Why is this research needed?
Two thirds of stroke survivors have problems with their vision immediately after their stroke - around half will be left with long-term problems.
Stroke can cause lots of different problems with vision such as:
- Visual field loss – where people can’t see a section of their field of vision.
- Difficulty moving the eyes.
- Sensitivity to light.
- The brain can find it difficult to make sense of the information it receives from the eyes
Vision problems after stroke have a major impact on stroke survivor’s day-to-day lives. Many people have difficulty reading and may not be able to drive anymore – this can reduce their independence and may mean they’re not able to return to work. Stroke survivors with visual field loss also have a lower quality of life and poorer recovery.
Many stroke survivors are left with unmet needs relating to their vision problems. Stroke survivors, their family members and healthcare professionals have said treating vision problems after stroke is one of the most important areas for research to focus on.
Research can help to:
- Provide evidence to tell us what the best treatments to offer stroke survivors with vision problems are.
- Improve services across the UK, which are very variable right now.
- Improve specialist training on vision problems in healthcare professionals on stroke teams.
What is the research aiming to do?
Dr Hazelton has designed a programme of research that she hopes will improve the lives of stroke survivors with vision problems. The programme is split into two main areas of work.
Testing different treatments
Dr Hazelton will test three different treatments for stroke survivors with vision problems to find out if they are helpful and whether they could be used by the NHS.
- Computer-based vision scanning training: this teaches users more effective eye movements and is designed to be used by stroke survivors at home
- "Vertical-reading": in her previous work Dr Hazelton found that stroke survivors with visual field loss struggled to see a complete line of text when reading. She’ll develop and evaluate this treatment, which teaches stroke survivors to rotate the page by up to 90° so they can see the whole line of text.
- A self-management programme: to help stroke survivors adjust to and manage their vision problems. Dr Hazelton has found that many stroke survivors feel isolated in their vision problems and have unmet needs relating to changes in social activities and relationships, and psychological effects of stroke. She’ll develop this programme in partnership with stroke survivors and healthcare professionals.
Improving clinical services
Dr Hazelton wants to improve training for healthcare professionals on the effects that stroke can have on vision, and improve their understanding of how best to support and care for stroke survivors with vision problems.
She’ll work with stroke therapists (such as occupational therapists) to understand what training they need in vision-related problems. She’ll develop a training programme based on this and then investigate.
She’ll then investigate the difference that this training programme has had.
Using this information, she’ll develop training for student opticians to help them provide better community-based care for stroke survivors with vision problems.
What benefits could this have for people affected by stroke?
Dr Hazelton hopes that improving the training available for healthcare professionals working with stroke survivors will increase their understanding of how best to support and treat vision problems.
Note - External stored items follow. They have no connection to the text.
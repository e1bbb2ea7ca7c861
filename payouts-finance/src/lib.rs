//! payouts-finance: aggregation reducers, upcoming/historical partitioning and
//! the per-batch summary

pub mod aggregate;
pub mod partition;
pub mod summary;

pub use aggregate::{
    card_brand_distribution, chargebacks, group_by_date, refunds, reserved_funds,
};
pub use partition::{
    Partition, has_reserved_hold, historical_groups, partition_groups, selected_total,
    total_upcoming, upcoming_groups,
};
pub use summary::PayoutSummary;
Testing new treatments will also improve our understanding of what treatments are best to support stroke survivors with vision problems and allow healthcare professionals to offer better treatments in the future.
Ultimately, Dr Hazelton hopes that this work will improve daily life for stroke survivors, supporting them to rebuild their lives and achieve the best recovery from their rehabilitation.
About the researcher
Dr Hazelton is an optometrist - a healthcare professional who examines eyes to look for vision problems. She worked as an optometrist for nearly 20 years before deciding to focus on a career in research. During this programme of research, she will spend a small amount of time working clinically, which will help to keep her research focused on patient’s priorities and getting findings into clinical practice.
Her experience working as an optometrist led to her interest in improving the lives of stroke survivors with vision problems. She told us: “From my first year in practice I became very aware of the disparity in my ability to provide care for stroke survivors, compared to those with visual impairment due to ocular disease. There were very few treatments I could offer, little information to provide and no specialist to refer to: it was professionally frustrating and the negative impact on stroke survivors was clear.”
She was funded by our charity earlier in her research career to study for her PhD at Glasgow Caledonian University, investigating visual scanning training as a treatment for stroke survivors with vision problems. She was awarded her PhD in 2016. She wants to improve her research expertise and experience through her Lectureship, and hopes to lead her own research group in future.